EXERCISE INSTRUCTIONS :: Please copy out the lines in the entries that contain "first".

TASK INPUTS ::
:::::
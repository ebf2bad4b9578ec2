use chrono::{DateTime, Local};
use std::collections::VecDeque;

use crate::canvas::{CellPos, GridState};
use crate::components::colors::Color;
use crate::components::selection::FloatingLayer;

pub const DEFAULT_MAX_HISTORY: usize = 50;

// ============================================================================
// GRID PATCH - before/after capture used to build matrix actions
// ============================================================================

/// Row-major copy of a grid's colors taken before an operation, diffed against
/// the state after it to produce the minimal list of changed cells.
#[derive(Clone, Debug)]
pub struct GridPatch {
    rows: usize,
    cols: usize,
    cells: Vec<Color>,
}

impl GridPatch {
    pub fn capture(grid: &GridState) -> Self {
        Self::from_cells(grid.rows(), grid.cols(), grid.cells().to_vec())
    }

    pub fn from_cells(rows: usize, cols: usize, cells: Vec<Color>) -> Self {
        debug_assert_eq!(cells.len(), rows * cols);
        Self { rows, cols, cells }
    }

    pub fn cells(&self) -> &[Color] {
        &self.cells
    }

    /// Every cell whose color differs between `self` (before) and `after`.
    /// Patches of different shapes have no meaningful cell diff.
    pub fn diff(&self, after: &GridPatch) -> Vec<CellChange> {
        if self.rows != after.rows || self.cols != after.cols {
            crate::log_warn!(
                "GridPatch::diff: shape changed {}x{} -> {}x{}",
                self.rows,
                self.cols,
                after.rows,
                after.cols
            );
            return Vec::new();
        }
        self.cells
            .iter()
            .zip(after.cells.iter())
            .enumerate()
            .filter(|(_, (old, new))| old != new)
            .map(|(i, (old, new))| CellChange {
                pos: CellPos::new(i / self.cols, i % self.cols),
                old: *old,
                new: *new,
            })
            .collect()
    }
}

// ============================================================================
// MATRIX ACTION - the only kind of history entry
// ============================================================================

#[derive(Clone, Copy, Debug, PartialEq, Eq)]
pub struct CellChange {
    pub pos: CellPos,
    pub old: Color,
    pub new: Color,
}

/// Floating layer an entry floats again when it is replayed.
#[derive(Clone, Debug)]
pub enum LayerRestore {
    /// The entry lifted this layer off the grid; redo floats it again.
    Detached(FloatingLayer),
    /// The entry merged this layer down; undo floats it again.
    Merged(FloatingLayer),
}

/// One undo step: the cells an operation changed, with their colors on
/// either side of it.
#[derive(Clone, Debug)]
pub struct MatrixAction {
    description: String,
    timestamp: DateTime<Local>,
    changes: Vec<CellChange>,
    layer: Option<LayerRestore>,
}

impl MatrixAction {
    pub fn new(description: impl Into<String>, changes: Vec<CellChange>) -> Self {
        Self {
            description: description.into(),
            timestamp: Local::now(),
            changes,
            layer: None,
        }
    }

    pub fn with_layer(mut self, layer: LayerRestore) -> Self {
        self.layer = Some(layer);
        self
    }

    /// Build from a before-patch and the grid as it is now.
    pub fn from_patch(description: impl Into<String>, before: &GridPatch, after: &GridPatch) -> Self {
        Self::new(description, before.diff(after))
    }

    pub fn description(&self) -> &str {
        &self.description
    }

    pub fn timestamp(&self) -> DateTime<Local> {
        self.timestamp
    }

    pub fn changes(&self) -> &[CellChange] {
        &self.changes
    }

    pub fn is_empty(&self) -> bool {
        self.changes.is_empty()
    }

    /// Layer to float once this entry has been undone.
    pub fn layer_after_undo(&self) -> Option<&FloatingLayer> {
        match &self.layer {
            Some(LayerRestore::Merged(layer)) => Some(layer),
            _ => None,
        }
    }

    /// Layer to float once this entry has been redone.
    pub fn layer_after_redo(&self) -> Option<&FloatingLayer> {
        match &self.layer {
            Some(LayerRestore::Detached(layer)) => Some(layer),
            _ => None,
        }
    }

    pub fn undo(&self, grid: &mut GridState) {
        for change in self.changes.iter().rev() {
            grid.set(change.pos, change.old);
        }
    }

    pub fn redo(&self, grid: &mut GridState) {
        for change in &self.changes {
            grid.set(change.pos, change.new);
        }
    }

    pub fn memory_size(&self) -> usize {
        let layer_cells = match &self.layer {
            Some(LayerRestore::Detached(layer) | LayerRestore::Merged(layer)) => layer.content.len(),
            None => 0,
        };
        self.changes.len() * std::mem::size_of::<CellChange>()
            + layer_cells * std::mem::size_of::<crate::components::selection::FloatingCell>()
            + self.description.len()
    }
}

// ============================================================================
// HISTORY MANAGER - Manages undo/redo stacks with size and memory limits
// ============================================================================

/// Undo/redo history.  Callers are responsible for committing any floating
/// selection before `undo`/`redo` so entries always apply to committed cells,
/// and for floating whatever layer the replayed entry hands back.
pub struct HistoryManager {
    undo_stack: VecDeque<MatrixAction>,
    redo_stack: VecDeque<MatrixAction>,
    max_history_size: usize,
    /// Optional memory cap in bytes.
    max_memory_bytes: Option<usize>,
    /// Running memory total across both stacks.
    total_memory: usize,
}

impl Default for HistoryManager {
    fn default() -> Self {
        Self::new(DEFAULT_MAX_HISTORY)
    }
}

impl HistoryManager {
    pub fn new(max_history_size: usize) -> Self {
        Self {
            undo_stack: VecDeque::new(),
            redo_stack: VecDeque::new(),
            max_history_size: max_history_size.max(1),
            max_memory_bytes: Some(16 * 1024 * 1024),
            total_memory: 0,
        }
    }

    /// Record a new action.  Empty actions are dropped; anything else clears
    /// the redo stack.  Returns whether the action was kept.
    pub fn push(&mut self, action: MatrixAction) -> bool {
        if action.is_empty() {
            return false;
        }
        for cmd in self.redo_stack.drain(..) {
            self.total_memory = self.total_memory.saturating_sub(cmd.memory_size());
        }

        crate::log_info!("History: {} ({} cells)", action.description(), action.changes().len());
        self.total_memory += action.memory_size();
        self.undo_stack.push_back(action);

        self.prune();
        true
    }

    /// Revert the latest entry and return it.
    pub fn undo(&mut self, grid: &mut GridState) -> Option<&MatrixAction> {
        let action = self.undo_stack.pop_back()?;
        action.undo(grid);
        self.redo_stack.push_back(action);
        self.redo_stack.back()
    }

    /// Reapply the latest undone entry and return it.
    pub fn redo(&mut self, grid: &mut GridState) -> Option<&MatrixAction> {
        let action = self.redo_stack.pop_back()?;
        action.redo(grid);
        self.undo_stack.push_back(action);
        self.undo_stack.back()
    }

    pub fn can_undo(&self) -> bool {
        !self.undo_stack.is_empty()
    }

    pub fn can_redo(&self) -> bool {
        !self.redo_stack.is_empty()
    }

    pub fn undo_description(&self) -> Option<&str> {
        self.undo_stack.back().map(|a| a.description())
    }

    pub fn redo_description(&self) -> Option<&str> {
        self.redo_stack.back().map(|a| a.description())
    }

    /// All undo descriptions, most recent first.
    pub fn undo_history(&self) -> Vec<String> {
        self.undo_stack.iter().rev().map(|a| a.description().to_string()).collect()
    }

    /// Undo entries, most recent first.
    pub fn undo_actions(&self) -> impl Iterator<Item = &MatrixAction> {
        self.undo_stack.iter().rev()
    }

    pub fn memory_usage(&self) -> usize {
        self.total_memory
    }

    fn prune(&mut self) {
        while self.undo_stack.len() > self.max_history_size {
            if let Some(removed) = self.undo_stack.pop_front() {
                self.total_memory = self.total_memory.saturating_sub(removed.memory_size());
            }
        }

        if let Some(max_bytes) = self.max_memory_bytes {
            while self.total_memory > max_bytes && self.undo_stack.len() > 1 {
                if let Some(removed) = self.undo_stack.pop_front() {
                    self.total_memory = self.total_memory.saturating_sub(removed.memory_size());
                }
            }
        }
    }

    /// Drop both stacks (resize, import).  An immediate `undo` is then a no-op.
    pub fn clear(&mut self) {
        self.undo_stack.clear();
        self.redo_stack.clear();
        self.total_memory = 0;
    }

    pub fn undo_count(&self) -> usize {
        self.undo_stack.len()
    }

    pub fn redo_count(&self) -> usize {
        self.redo_stack.len()
    }
}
:::::
ANSWER FOR THIS EXERCISE ::
    /// All undo descriptions, most recent first.
    /// Undo entries, most recent first.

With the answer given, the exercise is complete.